Mani Oommen, Partner at C B Mouli & Associates, has been barred from rendering auditing services to any listed company for one year. Company secretary V Shankar has also been directed not to provide company secretarial services to any listed company for one year, Sebi said in an order.
The regulator found that the company manipulated its financials and made announcement for buyback of shares even in the absence of adequate reserves.
Liabilities of Rs 2,905.32 crore and interest and finance charges of Rs 753.91 crore were diverted from the books of the firm on the last date of every accounting year and were reintroduced to the books on the next day just to avoid disclosure of the same to the public, as per the 65-page order.
The watchdog said there would be no proceedings against Deccan Chronicle Holdings Ltd -- the publisher of Deccan Chronicle and Asian Age newspapers, among others -- taking into consideration that Hyderabad bench of the National Company Law Tribunal (NCLT) has approved a resolution plan for the company, which was also compulsorily delisted from the BSE since August 2017.
"...actions of the noticees are replete with glaring manipulations, fraudulent intents and exaggeration of accounts to the extent that it went on for a number of years with the connivance of the company secretary and auditors.
"Such blatant and egregious misconduct on the part of the noticees is not conducive for the integrity of the securities market and cannot be spared to be viewed leniently, rather such misconduct of the noticees deserve to be dealt with strictly," Sebi Whole-Time Director S K Mohanty said in the order.
The noticees are the individuals.
During the financial year 2008-09, the firm understated its outstanding loans of Rs 1,339.17 crore. The differences between the actual and reported outstanding were Rs 2,982.07 crore and Rs 3,347.41 crore in 2009-10 and 2010-11, respectively.

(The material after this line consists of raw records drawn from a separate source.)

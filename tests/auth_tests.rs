use std::collections::HashMap;

use slackcmd::api::Authenticator;
use slackcmd::core::config::{AccessGrant, AppConfig};
use slackcmd::errors::SlackError;
use slackcmd::slack::SlackCommandEvent;

fn authenticator() -> Authenticator {
    Authenticator::from_grants(HashMap::from([
        ("open".to_string(), AccessGrant::Enabled(true)),
        ("revoked".to_string(), AccessGrant::Enabled(false)),
        ("pinned".to_string(), AccessGrant::Team("T123".to_string())),
    ]))
}

#[test]
fn test_enabled_tokens_are_accepted() {
    let auth = authenticator();

    assert!(auth.authenticate("open"));
    assert!(auth.authenticate_team("open", Some("T999")));
}

#[test]
fn test_rejected_tokens() {
    let auth = authenticator();

    for token in ["revoked", "unknown", "", "   ", "OPEN", "open "] {
        assert!(!auth.authenticate(token), "{token:?} should be rejected");
    }
}

#[test]
fn test_team_pinned_tokens() {
    let auth = authenticator();

    assert!(auth.authenticate_team("pinned", Some("T123")));
    assert!(!auth.authenticate_team("pinned", Some("T999")));
    assert!(!auth.authenticate_team("pinned", Some("")));
    assert!(!auth.authenticate_team("pinned", None));
    assert!(!auth.authenticate("pinned"));
}

#[test]
fn test_empty_table_rejects_everything() {
    let auth = Authenticator::default();

    assert!(!auth.authenticate("open"));
    assert!(!auth.authenticate(""));
}

#[test]
fn test_new_reads_access_table_from_config() {
    let config = AppConfig::from_json(r#"{"tok": true}"#, None).unwrap();
    let auth = Authenticator::new(&config);

    assert!(auth.authenticate("tok"));
    assert!(!auth.authenticate("other"));
}

#[test]
fn test_verify_uses_event_token_and_team() {
    let auth = authenticator();
    let event = |token: &str, team_id: &str| SlackCommandEvent {
        token: token.to_string(),
        team_id: team_id.to_string(),
        ..SlackCommandEvent::default()
    };

    assert!(auth.verify(&event("open", "")).is_ok());
    assert!(auth.verify(&event("pinned", "T123")).is_ok());
    assert!(matches!(
        auth.verify(&event("pinned", "T999")),
        Err(SlackError::AuthorizationError)
    ));
    assert!(matches!(
        auth.verify(&event("", "T123")),
        Err(SlackError::AuthorizationError)
    ));
}
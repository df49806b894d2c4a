use serde::{Deserialize, Serialize};
use std::collections::HashMap;
use std::env;

use crate::errors::SlackError;

/// What a configured access token is allowed to do.
///
/// In `SLACK_ACCESS` a token maps either to a boolean (`true` accepts every
/// team, `false` disables the token) or to the team id it is pinned to.
#[derive(Debug, Clone, PartialEq, Eq, Serialize, Deserialize)]
#[serde(untagged)]
pub enum AccessGrant {
    Enabled(bool),
    Team(String),
}

#[derive(Debug, Clone, Default)]
pub struct AppConfig {
    pub slack_access: HashMap<String, AccessGrant>,
    /// Per-user permission levels (0-3). Deprecated: parsed for backward
    /// compatibility with existing deployments but never enforced.
    pub slack_users: HashMap<String, u8>,
}

impl AppConfig {
    #[must_use]
    pub fn new(slack_access: HashMap<String, AccessGrant>) -> Self {
        Self {
            slack_access,
            slack_users: HashMap::new(),
        }
    }

    /// # Errors
    ///
    /// Returns an error if `SLACK_ACCESS` is missing or either variable is not
    /// valid JSON of the expected shape.
    pub fn from_env() -> Result<Self, SlackError> {
        let access = env::var("SLACK_ACCESS")
            .map_err(|e| SlackError::ConfigError(format!("SLACK_ACCESS: {e}")))?;
        let users = env::var("SLACK_USERS").ok();
        Self::from_json(&access, users.as_deref())
    }

    /// Builds the configuration from the raw JSON values of `SLACK_ACCESS`
    /// and (optionally) `SLACK_USERS`.
    ///
    /// # Errors
    ///
    /// Returns an error if either value does not deserialize.
    pub fn from_json(access: &str, users: Option<&str>) -> Result<Self, SlackError> {
        let slack_access: HashMap<String, AccessGrant> = serde_json::from_str(access)
            .map_err(|e| SlackError::ConfigError(format!("SLACK_ACCESS: {e}")))?;

        let slack_users = match users {
            Some(raw) if !raw.trim().is_empty() => serde_json::from_str(raw)
                .map_err(|e| SlackError::ConfigError(format!("SLACK_USERS: {e}")))?,
            _ => HashMap::new(),
        };

        Ok(Self {
            slack_access,
            slack_users,
        })
    }
}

Additionally, the company made a buyback announcement at a price that was 234 per cent higher than the ongoing market price.
The company and the individuals also concealed the series of encumbrances created on the promoters' shareholding in favour of financial institutions under the garb of non-disposal undertaking which were nothing but pledge agreements signed with these institutions and also failed to make such disclosures to shareholders, the order said.

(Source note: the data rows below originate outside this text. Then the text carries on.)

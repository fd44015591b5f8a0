//! Clinically interpretable quantities derived from fitted curves.
//!
//! - `slope_db_per_year`: derivative at the midpoint, `A·scale/4`
//! - `onset_age_<T>db`: age at which the curve crosses threshold `T`
//!
//! Intervals come from endpoint substitution (see [`crate::fit::intervals`]);
//! bounds are always reported in ascending order.

use crate::domain::{DerivedMetric, FitResult, ModelKind, ParamInterval};
use crate::fit::intervals::substitution_interval;
use crate::models::logistic_inverse;

/// Default clinical thresholds (dB) for onset ages.
pub const DEFAULT_ONSET_THRESHOLDS: [f64; 2] = [25.0, 70.0];

pub fn onset_metric_name(threshold: f64) -> String {
    if threshold.fract() == 0.0 {
        format!("onset_age_{threshold:.0}db")
    } else {
        format!("onset_age_{threshold}db")
    }
}

/// Derive slope and onset ages (with intervals) for one fit.
pub fn derive_metrics(fit: &FitResult, intervals: &[ParamInterval], onset_thresholds: &[f64]) -> Vec<DerivedMetric> {
    let fixed_asymptote = fit.asymptote;
    let model = fit.model;
    let asymptote = move |p: &[f64]| match model {
        ModelKind::Logistic2 => fixed_asymptote,
        ModelKind::Logistic3 => p[2],
    };

    let mut out = Vec::with_capacity(1 + onset_thresholds.len());
    out.push(substitution_interval("slope_db_per_year", &fit.estimates, intervals, |p| {
        let v = asymptote(p) * p[0] / 4.0;
        v.is_finite().then_some(v)
    }));

    for &t in onset_thresholds {
        out.push(substitution_interval(&onset_metric_name(t), &fit.estimates, intervals, |p| {
            if p[0] <= 0.0 {
                return None;
            }
            logistic_inverse(t, p[0], p[1], asymptote(p))
        }));
    }

    out
}

#[cfg(test)]
mod tests {
    use super::*;

    fn fit(model: ModelKind, estimates: Vec<f64>) -> FitResult {
        let names: &[&str] = model.param_names();
        FitResult {
            dataset: "D".to_string(),
            model,
            asymptote: if model == ModelKind::Logistic3 { estimates[2] } else { 120.0 },
            param_names: names.iter().map(|s| s.to_string()).collect(),
            estimates,
            covariance: None,
            rss: 1.0,
            n_obs: 20,
            df_resid: 18,
            iterations: 1,
            successful_starts: 1,
            total_starts: 1,
            at_bound: false,
        }
    }

    fn iv(name: &str, estimate: f64, lo: f64, hi: f64) -> ParamInterval {
        ParamInterval {
            name: name.to_string(),
            estimate,
            ci_low: Some(lo),
            ci_high: Some(hi),
        }
    }

    #[test]
    fn slope_is_quarter_asymptote_times_scale() {
        let f = fit(ModelKind::Logistic2, vec![0.1, 40.0]);
        let ivs = vec![iv("scale", 0.1, 0.08, 0.12), iv("midpoint", 40.0, 38.0, 42.0)];
        let metrics = derive_metrics(&f, &ivs, &[]);
        let slope = &metrics[0];
        assert_eq!(slope.name, "slope_db_per_year");
        assert!((slope.estimate.unwrap() - 3.0).abs() < 1e-12);
        assert!((slope.ci_low.unwrap() - 2.4).abs() < 1e-12);
        assert!((slope.ci_high.unwrap() - 3.6).abs() < 1e-12);
    }

    #[test]
    fn onset_bounds_are_reordered_above_half_asymptote() {
        // Above A/2 a larger scale moves the crossing earlier, so the upper
        // scale endpoint produces the lower onset bound.
        let f = fit(ModelKind::Logistic2, vec![0.1, 40.0]);
        let ivs = vec![iv("scale", 0.1, 0.05, 0.15), iv("midpoint", 40.0, 35.0, 45.0)];
        let metrics = derive_metrics(&f, &ivs, &[100.0]);
        let onset = &metrics[1];
        assert_eq!(onset.name, "onset_age_100db");
        let (lo, est, hi) = (onset.ci_low.unwrap(), onset.estimate.unwrap(), onset.ci_high.unwrap());
        assert!(lo <= est && est <= hi, "{lo} {est} {hi}");
        let c = ((120.0_f64 - 100.0) / 100.0).ln();
        assert!((est - (40.0 - c / 0.1)).abs() < 1e-9);
        assert!((lo - (40.0 - c / 0.15)).abs() < 1e-9);
        assert!((hi - (40.0 - c / 0.05)).abs() < 1e-9);
    }

    #[test]
    fn onset_below_half_asymptote_tracks_scale() {
        let f = fit(ModelKind::Logistic2, vec![0.1, 40.0]);
        let ivs = vec![iv("scale", 0.1, 0.05, 0.15), iv("midpoint", 40.0, 35.0, 45.0)];
        let metrics = derive_metrics(&f, &ivs, &[25.0]);
        let onset = &metrics[1];
        let c = ((120.0_f64 - 25.0) / 25.0).ln();
        assert!((onset.ci_low.unwrap() - (40.0 - c / 0.05)).abs() < 1e-9);
        assert!((onset.ci_high.unwrap() - (45.0 - c / 0.1)).abs() < 1e-9);
    }

    #[test]
    fn onset_outside_range_is_na() {
        let f = fit(ModelKind::Logistic2, vec![0.1, 40.0]);
        let ivs = vec![iv("scale", 0.1, 0.05, 0.15), iv("midpoint", 40.0, 35.0, 45.0)];
        let metrics = derive_metrics(&f, &ivs, &[125.0]);
        assert!(metrics[1].estimate.is_none());
        assert!(metrics[1].ci_low.is_none());
    }

    #[test]
    fn non_positive_scale_bound_gives_na_interval() {
        let f = fit(ModelKind::Logistic2, vec![0.01, 40.0]);
        let ivs = vec![iv("scale", 0.01, -0.02, 0.04), iv("midpoint", 40.0, 35.0, 45.0)];
        let metrics = derive_metrics(&f, &ivs, &[25.0]);
        assert!(metrics[1].estimate.is_some());
        assert!(metrics[1].ci_low.is_none());
        // Slope stays linear in scale.
        assert!(metrics[0].ci_low.unwrap() < 0.0);
    }

    #[test]
    fn free_asymptote_feeds_slope() {
        let f = fit(ModelKind::Logistic3, vec![0.2, 30.0, 80.0]);
        let ivs = vec![
            iv("scale", 0.2, 0.1, 0.3),
            iv("midpoint", 30.0, 28.0, 32.0),
            iv("asymptote", 80.0, 70.0, 90.0),
        ];
        let metrics = derive_metrics(&f, &ivs, &[]);
        assert!((metrics[0].estimate.unwrap() - 4.0).abs() < 1e-12);
        assert!((metrics[0].ci_high.unwrap() - 6.0).abs() < 1e-12);
        assert!((metrics[0].ci_low.unwrap() - 2.0).abs() < 1e-12);
    }

    #[test]
    fn metric_names_are_stable() {
        assert_eq!(onset_metric_name(25.0), "onset_age_25db");
        assert_eq!(onset_metric_name(22.5), "onset_age_22.5db");
    }
}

According to Sebi, the individuals blatantly made "specious" claims about the ownership of brands such as Deccan Chronicle and Andhra Bhoomi saying that these brands were owned by Deccan Chronicle Marketers (DCM) and not by the company. This was done only to accommodate their manipulative accounting adjustments and to waive financial obligations of Rs 2,905.32 crore which DCM owed to the company, it added.
Sebi said the company, its directors and management in cahoots with its company secretary and auditor, have manipulated the accounts by understating the liabilities and expenditure over many years from 2005-06 onwards.
"The attempt to buyback shares of the company by the directors and promoters based on the falsely reported reserves amount despite the company actually lacking the requisite free reserves was another attempt to hoodwink innocent investors and to sell the company's misplaced false story about its strong fiscal position to its shareholder/investors," it noted.
The four individuals have also been prohibited from holding any managerial post or being associated directly or indirectly with any listed company that intends to raise money from the public, or any intermediary registered with Sebi for two years.